[Stored data]
---------------

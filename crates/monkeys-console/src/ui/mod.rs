//! UI rendering module for the catalog browser.
//!
//! # Layout Structure
//!
//! ```text
//! +--------------------------------------------------+
//! |  Header: Title, totals, last action              |  <- 3 lines
//! +-------------------+------------------------------+
//! | Monkey List (40%) |  Detail Panel (60%)          |
//! | >   2 Baboon      |  Baboon                      |
//! |     0 Henry       |  Location: Africa & Asia     |
//! +-------------------+------------------------------+
//! |  Footer: Keybinding Hints                        |  <- 3 lines
//! +--------------------------------------------------+
//! ```

pub mod detail_panel;
pub mod layout;
pub mod monkey_list;
pub mod status_bar;
pub mod theme;

use crate::app::App;
use layout::AppLayout;
use ratatui::Frame;

pub use detail_panel::render_detail_panel;
pub use monkey_list::render_monkey_list;
pub use status_bar::{render_footer, render_header};

/// Renders the complete browser interface.
pub fn render(frame: &mut Frame, app: &App) {
    let layout = AppLayout::new(frame.area());

    render_header(frame, layout.header, app);
    render_footer(frame, layout.footer);
    render_monkey_list(frame, layout.list_area, app);

    let selected = app.selected_record();
    let count = selected.map_or(0, |r| app.count_for(&r.name));
    let total = app.total_accesses();
    let share = if total == 0 {
        0.0
    } else {
        count as f64 * 100.0 / total as f64
    };
    render_detail_panel(frame, layout.detail_area, selected, count, share);
}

---------------

- [AIM OF THE EXERCISE]:
Could you retype each record exactly as it appears?

- [RESPONSE AREA]:
filename crates/monkeys-console/src/ui/mod.rs
//! UI rendering module for the catalog browser.
//!
//! # Layout Structure
//!
//! ```text
//! +--------------------------------------------------+
//! |  Header: Title, totals, last action              |  <- 3 lines
//! +-------------------+------------------------------+
//! | Monkey List (40%) |  Detail Panel (60%)          |
//! | >   2 Baboon      |  Baboon                      |
//! |     0 Henry       |  Location: Africa & Asia     |
//! +-------------------+------------------------------+
//! |  Footer: Keybinding Hints                        |  <- 3 lines
//! +--------------------------------------------------+
//! ```

pub mod detail_panel;
pub mod layout;
pub mod monkey_list;
pub mod status_bar;
pub mod theme;

use crate::app::App;
use layout::AppLayout;
use ratatui::Frame;

pub use detail_panel::render_detail_panel;
pub use monkey_list::render_monkey_list;
pub use status_bar::{render_footer, render_header};

/// Renders the complete browser interface.
pub fn render(frame: &mut Frame, app: &App) {
    let layout = AppLayout::new(frame.area());

    render_header(frame, layout.header, app);
    render_footer(frame, layout.footer);
    render_monkey_list(frame, layout.list_area, app);

    let selected = app.selected_record();
    let count = selected.map_or(0, |r| app.count_for(&r.name));
    let total = app.total_accesses();
    let share = if total == 0 {
        0.0
    } else {
        count as f64 * 100.0 / total as f64
    };
    render_detail_panel(frame, layout.detail_area, selected, count, share);
}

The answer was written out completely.